We’d Rather Not

Prose, Volume 5; Issue 1

My patient, Charles Hirsh, a long and lean aging man, lay on top of his assigned hospital bed, waiting for a visit from the anesthesiologist in preparation for surgery to contain a terminal cancerous process and divert his stool evacuation. His wife, whose brown hair surged through a ring at her neck, sat near him across the bed from me when I walked into their room. I pulled a chair up to the bed as I came closer, though I stood at the bedside to take only a quick confirmatory history because Mr Hirsh’s chart notes described well his medical state and the surgical plan. General anesthesia for this surgery would be pretty straightforward.

That’s not what troubled them.

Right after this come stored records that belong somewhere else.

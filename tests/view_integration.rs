//! Integration tests for the render loop and view policy
//!
//! - Bounds produced by each view mode
//! - Manual mode freezing while samples keep arriving
//! - Clear being rejected during a run
//! - A start that fails leaving the previous trend in place

mod common;

use common::mock_helpers::{constant_meter, unconfigurable_meter};
use common::{assert_float_eq, test_timeout};
use meterlog::acquisition::SampleQueue;
use meterlog::config::{AcquisitionConfig, AppConfig, OutputConfig, ViewConfig};
use meterlog::error::MeterLogError;
use meterlog::render::{RenderFrame, RenderLoop, Renderer};
use meterlog::session::Session;
use meterlog::types::{RunState, Sample};
use meterlog::view::{autoscale_bounds, scroll_bounds, ViewBounds, ViewMode};
use proptest::prelude::*;
use serial_test::serial;
use tempfile::TempDir;

#[derive(Default)]
struct FrameLog {
    bounds: Vec<ViewBounds>,
    lengths: Vec<usize>,
}

impl Renderer for FrameLog {
    fn redraw(&mut self, frame: &RenderFrame<'_>) {
        self.bounds.push(frame.bounds);
        self.lengths.push(frame.samples.len());
    }
}

fn render_loop() -> (RenderLoop, SampleQueue) {
    let queue = SampleQueue::new();
    let render = RenderLoop::new(queue.clone(), &ViewConfig::default());
    (render, queue)
}

#[test]
fn test_scroll_window_follows_latest() {
    let samples: Vec<Sample> = (0..=5)
        .map(|i| Sample::new(i as f64 * 5.0, i as f64))
        .collect();
    let bounds = scroll_bounds(&samples, 10.0);
    assert_eq!(bounds.t_min, 15.0);
    assert_eq!(bounds.t_max, 25.0);
}

#[test]
fn test_manual_mode_freezes_mid_run() {
    let (mut render, queue) = render_loop();
    let mut frames = FrameLog::default();
    render.begin_run(&AcquisitionConfig::new(100, 0));

    let sender = queue.sender();
    for (t, v) in [(0.0, 1.0), (4.0, 5.0), (8.0, 3.0), (12.0, 9.0)] {
        sender.send(Sample::new(t, v)).unwrap();
    }
    render.tick(RunState::Running, &mut frames);

    render.set_mode(ViewMode::Manual).unwrap();
    let frozen = render.policy().bounds();
    assert_eq!(frozen.t_min, 0.0);
    assert_eq!(frozen.t_max, 12.0);
    assert_float_eq(frozen.v_min, 1.0 - 0.4, 1e-12);
    assert_float_eq(frozen.v_max, 9.0 + 0.4, 1e-12);

    for i in 13..20 {
        sender.send(Sample::new(i as f64, 100.0 + i as f64)).unwrap();
        render.tick(RunState::Running, &mut frames);
    }

    assert!(frames.bounds.iter().skip(1).all(|b| *b == frozen));
    assert_eq!(frames.lengths.last(), Some(&11));
}

#[test]
fn test_clear_rejected_while_running() {
    let (mut render, queue) = render_loop();
    let mut frames = FrameLog::default();
    queue.sender().send(Sample::new(0.0, 1.0)).unwrap();
    render.tick(RunState::Running, &mut frames);

    assert!(matches!(
        render.clear(RunState::Running),
        Err(MeterLogError::RunActive)
    ));
    assert_eq!(render.trend().len(), 1);

    render.clear(RunState::Idle).unwrap();
    assert!(render.trend().is_empty());
}

#[test]
fn test_overflow_drops_newest() {
    let (mut render, queue) = render_loop();
    let mut frames = FrameLog::default();
    render.begin_run(&AcquisitionConfig::new(100, 3));

    let sender = queue.sender();
    for i in 0..5 {
        sender.send(Sample::new(i as f64, i as f64)).unwrap();
    }
    assert_eq!(render.tick(RunState::Stopping, &mut frames), 5);

    let kept: Vec<f64> = render.trend().samples().iter().map(|s| s.elapsed).collect();
    assert_eq!(kept, vec![0.0, 1.0, 2.0]);
}

#[test]
fn test_new_run_resets_trend() {
    let (mut render, queue) = render_loop();
    let mut frames = FrameLog::default();
    queue.sender().send(Sample::new(0.0, 1.0)).unwrap();
    render.tick(RunState::Running, &mut frames);
    render.tick(RunState::Idle, &mut frames);
    assert!(render.manual_save_available());

    render.begin_run(&AcquisitionConfig::new(100, 0));
    assert!(render.trend().is_empty());
    assert!(!render.manual_save_available());
}

proptest! {
    #[test]
    fn prop_autoscale_contains_all_values(
        values in prop::collection::vec(-1.0e6f64..1.0e6, 1..200)
    ) {
        let samples: Vec<Sample> = values
            .iter()
            .enumerate()
            .map(|(i, v)| Sample::new(i as f64 * 0.1, *v))
            .collect();
        let bounds = autoscale_bounds(&samples);

        let min = values.iter().cloned().fold(f64::INFINITY, f64::min);
        let max = values.iter().cloned().fold(f64::NEG_INFINITY, f64::max);
        prop_assert!(bounds.v_min <= min);
        prop_assert!(bounds.v_max >= max);
        prop_assert!(bounds.is_valid());
        for sample in &samples {
            prop_assert!(bounds.contains(sample));
        }
    }

    #[test]
    fn prop_scroll_window_width(
        count in 1usize..100,
        step in 0.05f64..2.0,
        window in 0.5f64..20.0,
    ) {
        let samples: Vec<Sample> = (0..count)
            .map(|i| Sample::new(i as f64 * step, (i % 7) as f64))
            .collect();
        let bounds = scroll_bounds(&samples, window);
        let last = samples[count - 1].elapsed;

        prop_assert!(bounds.t_max >= last);
        prop_assert!(bounds.t_min >= last - window - 1e-9);
        prop_assert!(bounds.is_valid());
    }
}

#[test]
#[serial]
fn test_failed_start_keeps_previous_trend() {
    let dir = TempDir::new().unwrap();
    let config = AppConfig {
        acquisition: AcquisitionConfig::new(50, 3),
        output: OutputConfig::new(dir.path()),
        ..AppConfig::default()
    };
    let mut session = Session::new(config, Box::new(constant_meter(2.0))).unwrap();
    let mut frames = FrameLog::default();

    session.start().unwrap();
    let deadline = std::time::Instant::now() + test_timeout();
    while !(session.state().is_idle() && !session.is_finalizing()) {
        session.tick(&mut frames);
        assert!(std::time::Instant::now() < deadline, "run did not settle");
        std::thread::sleep(std::time::Duration::from_millis(5));
    }
    session.tick(&mut frames);
    assert_eq!(session.render().trend().len(), 3);
    assert!(session.render().manual_save_available());

    session
        .replace_device(Box::new(unconfigurable_meter()))
        .unwrap();
    assert!(matches!(
        session.start(),
        Err(MeterLogError::Measurement(_))
    ));

    assert_eq!(session.state(), RunState::Idle);
    assert_eq!(session.render().trend().len(), 3);
    assert!(session.render().manual_save_available());
}
//! Measurement session
//!
//! Glues the producer side ([`RunController`]) to the consumer side
//! ([`RenderLoop`]) around one shared [`SampleQueue`], and owns the
//! configuration both were built from. A frontend drives a session by
//! calling [`Session::tick`] from its event loop.

use crate::acquisition::{RunController, RunEvent, SampleQueue};
use crate::config::{AppConfig, ReportOptions};
use crate::device::Device;
use crate::error::{MeterLogError, Result};
use crate::render::{RenderLoop, Renderer};
use crate::report::{JsonWorkbookWriter, ReportMetadata, ReportWriter};
use crate::storage::find_orphaned_buffers;
use crate::types::RunState;
use crate::view::{ViewBounds, ViewMode};
use std::collections::VecDeque;
use std::path::{Path, PathBuf};
use std::sync::Arc;
use std::time::{Duration, Instant};

pub struct Session {
    config: AppConfig,
    controller: RunController,
    render: RenderLoop,
    writer: Arc<dyn ReportWriter>,
    /// Metadata of the most recent run, used for manual saves
    metadata: Option<ReportMetadata>,
    /// Buffers waiting to be finalized, one at a time
    recovery: VecDeque<PathBuf>,
}

impl Session {
    /// Create a session writing JSON workbooks
    pub fn new(config: AppConfig, device: Box<dyn Device>) -> Result<Self> {
        Self::with_writer(config, device, Arc::new(JsonWorkbookWriter::new()))
    }

    pub fn with_writer(
        config: AppConfig,
        device: Box<dyn Device>,
        writer: Arc<dyn ReportWriter>,
    ) -> Result<Self> {
        config.validate()?;

        let queue = SampleQueue::new();
        let controller = RunController::new(
            device,
            queue.sender(),
            &config.output,
            config.report,
            Arc::clone(&writer),
        );
        let render = RenderLoop::new(queue, &config.view);

        Ok(Self {
            config,
            controller,
            render,
            writer,
            metadata: None,
            recovery: VecDeque::new(),
        })
    }

    pub fn config(&self) -> &AppConfig {
        &self.config
    }

    pub fn state(&self) -> RunState {
        self.controller.state()
    }

    pub fn is_finalizing(&self) -> bool {
        self.controller.is_finalizing()
    }

    pub fn controller(&self) -> &RunController {
        &self.controller
    }

    pub fn render(&self) -> &RenderLoop {
        &self.render
    }

    /// Identity of the instrument, `None` while a run holds it
    pub fn device_identity(&self) -> Option<String> {
        self.controller.device().map(|d| d.identity())
    }

    /// Replace the configuration
    ///
    /// Output and instrument settings can only change while idle.
    pub fn update_config(&mut self, config: AppConfig) -> Result<()> {
        config.validate()?;
        let idle = self.state().is_idle();
        if !idle && (config.output != self.config.output || config.device != self.config.device) {
            return Err(MeterLogError::RunActive);
        }

        if config.output != self.config.output {
            self.controller.set_output(&config.output)?;
        }
        self.controller.set_report_options(config.report);
        self.render.set_show_statistics(config.view.show_statistics);
        if let ViewMode::Scroll { window_seconds } = self.render.policy().mode() {
            if window_seconds != config.view.scroll_window_seconds {
                self.render.set_mode(ViewMode::Scroll {
                    window_seconds: config.view.scroll_window_seconds,
                })?;
            }
        }

        self.config = config;
        Ok(())
    }

    pub fn set_report_options(&mut self, options: ReportOptions) {
        self.config.report = options;
        self.controller.set_report_options(options);
    }

    /// Swap the instrument, only while idle
    pub fn replace_device(&mut self, device: Box<dyn Device>) -> Result<Option<Box<dyn Device>>> {
        self.controller.replace_device(device)
    }

    /// Start a run with the configured acquisition and instrument settings
    pub fn start(&mut self) -> Result<()> {
        let acquisition = self.config.acquisition;
        self.controller.check_start(&acquisition)?;

        let setup = self.config.device.params();
        let identity = self.device_identity().unwrap_or_default();

        // Leftovers of the previous run are taken in before the sampler produces
        self.render.settle();
        self.controller.start(acquisition, &setup)?;
        self.render.begin_run(&acquisition);
        self.metadata = Some(ReportMetadata::for_run(
            &identity,
            &setup,
            acquisition.interval_ms,
            chrono::Local::now(),
        ));
        Ok(())
    }

    pub fn stop(&mut self) {
        self.controller.stop();
    }

    /// Clear the trend, rejected during a run
    pub fn clear(&mut self) -> Result<()> {
        self.render.clear(self.state())
    }

    pub fn set_view_mode(&mut self, mode: ViewMode) -> Result<()> {
        self.render.set_mode(mode)
    }

    /// Switch to scroll mode with the configured window
    pub fn scroll_mode(&self) -> ViewMode {
        ViewMode::Scroll {
            window_seconds: self.config.view.scroll_window_seconds,
        }
    }

    pub fn set_manual_bounds(&mut self, bounds: ViewBounds) -> Result<()> {
        self.render.set_manual_bounds(bounds)
    }

    pub fn set_show_statistics(&mut self, show: bool) {
        self.config.view.show_statistics = show;
        self.render.set_show_statistics(show);
    }

    /// Process controller messages and run a render tick
    ///
    /// Controller messages are handled first so the frame reflects the
    /// state after them.
    pub fn tick(&mut self, renderer: &mut dyn Renderer) -> Vec<RunEvent> {
        let events = self.controller.poll();
        self.advance_recovery();
        self.render.tick(self.state(), renderer);
        events
    }

    /// Like [`tick`](Self::tick), but only renders when the cadence is due
    pub fn tick_if_due(&mut self, now: Instant, renderer: &mut dyn Renderer) -> Vec<RunEvent> {
        if self.render.is_due(now) {
            self.tick(renderer)
        } else {
            self.controller.poll()
        }
    }

    /// Save the trend shown on screen, available after a run has stopped
    pub fn save_visible(&self, path: &Path) -> Result<usize> {
        let metadata = self.metadata.clone().unwrap_or_default();
        self.render
            .save_visible(path, self.writer.as_ref(), &self.config.report, &metadata)
    }

    /// Default path for a manual save
    pub fn suggested_save_path(&self) -> PathBuf {
        let stem = format!(
            "{}_{}",
            self.config.output.prefix,
            chrono::Local::now().format("%Y%m%d_%H%M%S")
        );
        self.config
            .output
            .directory
            .join(format!("{}.{}", stem, self.writer.extension()))
    }

    /// Finalize a preserved buffer again
    pub fn retry_finalization(&mut self, buffer: &Path) -> Result<()> {
        self.controller.retry_finalization(buffer)
    }

    /// Buffers whose finalization failed in this session
    pub fn failed_buffers(&self) -> Vec<PathBuf> {
        self.controller.failed_buffers()
    }

    /// Buffers left in the output directory by an earlier, interrupted session
    pub fn orphaned_buffers(&self) -> Vec<PathBuf> {
        find_orphaned_buffers(self.controller.output_directory(), &self.config.output.prefix)
    }

    /// Queue every orphaned buffer for finalization
    ///
    /// Buffers are finalized one at a time from [`tick`](Self::tick).
    /// Returns how many were queued.
    pub fn recover_orphans(&mut self) -> usize {
        let mut queued = 0;
        for path in self.orphaned_buffers() {
            if !self.recovery.contains(&path) {
                self.recovery.push_back(path);
                queued += 1;
            }
        }
        if queued > 0 {
            tracing::info!("Queued {} orphaned buffers for recovery", queued);
        }
        queued
    }

    pub fn pending_recovery(&self) -> usize {
        self.recovery.len()
    }

    fn advance_recovery(&mut self) {
        if !self.state().is_idle() || self.is_finalizing() {
            return;
        }
        let Some(path) = self.recovery.pop_front() else {
            return;
        };
        if !path.exists() {
            tracing::debug!("Orphaned buffer {:?} is gone, skipping", path);
            return;
        }
        if let Err(e) = self.controller.retry_finalization(&path) {
            tracing::warn!("Could not recover {:?}: {}", path, e);
        }
    }

    /// Stop any run, wait for its finalization and drain what is left
    pub fn shutdown(&mut self, timeout: Duration) -> Vec<RunEvent> {
        self.recovery.clear();
        self.controller.shutdown(timeout)
    }
}
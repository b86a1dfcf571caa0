//! Settings panel
//!
//! Edits a draft of the configuration; nothing takes effect until the user
//! presses Apply. Acquisition, instrument and output settings are locked
//! while a run is active.

use egui::{RichText, Ui};

use crate::config::settings::{FileSuffix, MIN_INTERVAL_MS};
use crate::config::AppConfig;
use crate::device::{MeasurementFunction, Resolution};
use crate::frontend::state::AppAction;

pub struct SettingsPanel;

impl SettingsPanel {
    /// Render the settings panel
    ///
    /// `idle` unlocks the settings that only apply to the next run.
    pub fn render(ui: &mut Ui, draft: &mut AppConfig, current: &AppConfig, idle: bool) -> Option<AppAction> {
        let mut action = None;

        egui::ScrollArea::vertical().show(ui, |ui| {
            ui.add_enabled_ui(idle, |ui| {
                ui.heading("Instrument");
                ui.separator();
                render_instrument(ui, draft);

                ui.add_space(16.0);
                ui.heading("Acquisition");
                ui.separator();
                render_acquisition(ui, draft);

                ui.add_space(16.0);
                ui.heading("Output");
                ui.separator();
                render_output(ui, draft);
            });

            ui.add_space(16.0);
            ui.heading("Report and View");
            ui.separator();

            egui::Grid::new("report_settings")
                .num_columns(2)
                .spacing([10.0, 8.0])
                .show(ui, |ui| {
                    ui.label("Statistics block:");
                    ui.checkbox(&mut draft.report.include_stats, "");
                    ui.end_row();

                    ui.label("Chart sheet:");
                    ui.checkbox(&mut draft.report.include_chart, "");
                    ui.end_row();

                    ui.label("Scroll window (s):");
                    ui.add(
                        egui::DragValue::new(&mut draft.view.scroll_window_seconds)
                            .range(0.5..=3600.0)
                            .speed(0.5),
                    );
                    ui.end_row();
                });

            ui.add_space(16.0);
            ui.horizontal(|ui| {
                let changed = draft != current;
                if ui
                    .add_enabled(changed, egui::Button::new("Apply"))
                    .clicked()
                {
                    action = Some(AppAction::ApplyConfig(Box::new(draft.clone())));
                }
                if ui
                    .add_enabled(changed, egui::Button::new("Revert"))
                    .clicked()
                {
                    *draft = current.clone();
                }
            });

            if !idle {
                ui.label(RichText::new("Stop the run to change instrument and output settings.").small());
            }
        });

        action
    }
}

fn render_instrument(ui: &mut Ui, draft: &mut AppConfig) {
    egui::Grid::new("instrument_settings")
        .num_columns(2)
        .spacing([10.0, 8.0])
        .show(ui, |ui| {
            ui.label("Resource:");
            ui.add(
                egui::TextEdit::singleline(&mut draft.device.resource)
                    .desired_width(180.0)
                    .hint_text("SIMULATION or host:port"),
            );
            ui.end_row();

            ui.label("Function:");
            let before = draft.device.function;
            egui::ComboBox::from_id_salt("settings_function")
                .selected_text(draft.device.function.label())
                .show_ui(ui, |ui| {
                    for function in MeasurementFunction::ALL {
                        ui.selectable_value(&mut draft.device.function, function, function.label());
                    }
                });
            if draft.device.function != before {
                draft.device.range = draft.device.function.ranges()[0].to_string();
            }
            ui.end_row();

            ui.label("Range:");
            egui::ComboBox::from_id_salt("settings_range")
                .selected_text(draft.device.range.clone())
                .show_ui(ui, |ui| {
                    for range in draft.device.function.ranges() {
                        ui.selectable_value(&mut draft.device.range, range.to_string(), *range);
                    }
                });
            ui.end_row();

            ui.label("Resolution:");
            ui.add_enabled_ui(draft.device.function.has_nplc(), |ui| {
                egui::ComboBox::from_id_salt("settings_resolution")
                    .selected_text(draft.device.resolution.label())
                    .show_ui(ui, |ui| {
                        for resolution in Resolution::ALL {
                            ui.selectable_value(
                                &mut draft.device.resolution,
                                resolution,
                                resolution.label(),
                            );
                        }
                    });
            });
            ui.end_row();
        });
}

fn render_acquisition(ui: &mut Ui, draft: &mut AppConfig) {
    egui::Grid::new("acquisition_settings")
        .num_columns(2)
        .spacing([10.0, 8.0])
        .show(ui, |ui| {
            ui.label("Interval (ms):");
            ui.add(
                egui::DragValue::new(&mut draft.acquisition.interval_ms)
                    .range(MIN_INTERVAL_MS..=3_600_000)
                    .speed(10),
            );
            ui.end_row();

            ui.label("Max points:");
            ui.add(
                egui::DragValue::new(&mut draft.acquisition.max_points)
                    .range(0..=10_000_000)
                    .speed(100),
            )
            .on_hover_text("0 runs until stopped");
            ui.end_row();

            ui.label("Write buffer:");
            ui.checkbox(&mut draft.acquisition.persist, "");
            ui.end_row();
        });
}

fn render_output(ui: &mut Ui, draft: &mut AppConfig) {
    egui::Grid::new("output_settings")
        .num_columns(2)
        .spacing([10.0, 8.0])
        .show(ui, |ui| {
            ui.label("Directory:");
            ui.horizontal(|ui| {
                ui.label(RichText::new(draft.output.directory.display().to_string()).small());
                if ui.button("...").clicked() {
                    if let Some(path) = rfd::FileDialog::new()
                        .set_title("Output Directory")
                        .set_directory(&draft.output.directory)
                        .pick_folder()
                    {
                        draft.output.directory = path;
                    }
                }
            });
            ui.end_row();

            ui.label("File prefix:");
            ui.text_edit_singleline(&mut draft.output.prefix);
            ui.end_row();

            ui.label("Suffix:");
            ui.horizontal(|ui| {
                ui.radio_value(&mut draft.output.suffix, FileSuffix::Timestamp, "Timestamp");
                ui.radio_value(&mut draft.output.suffix, FileSuffix::Counter, "Counter");
            });
            ui.end_row();
        });
}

Charles and Kara, as they had introduced themselves to me, were concerned about this major bowel surgery that would totally disrupt anatomic stool evacuation as well as food ingestion.

“Into a bag and out in a bag is the outcome?” Charles asked.

“This is palliative, but there’ll no longer be a growing mass,” I said.

“What do you think?” Charles asked.

“Is it worth it?” Kara added.

“Those are different questions than I anticipated answering pre-op.”

“These are the most important for us,” Kara said.

“I can’t predict the procedure’s success or benefits for you. If you’re not ready, you can delay surgery. It’s a big change.”

They had worries. Would he stroke-out? Would his heart survive it? What would life be like with this daily bag process? They also feared chemotherapy. “I don’t want to be that sick,“ he said.

The more I listened the more I heard their respectful reluctance.

“We’d rather not,” Charles and Kara said.

“That’s okay,” I said.

Sighing relief, both beamed gratitude.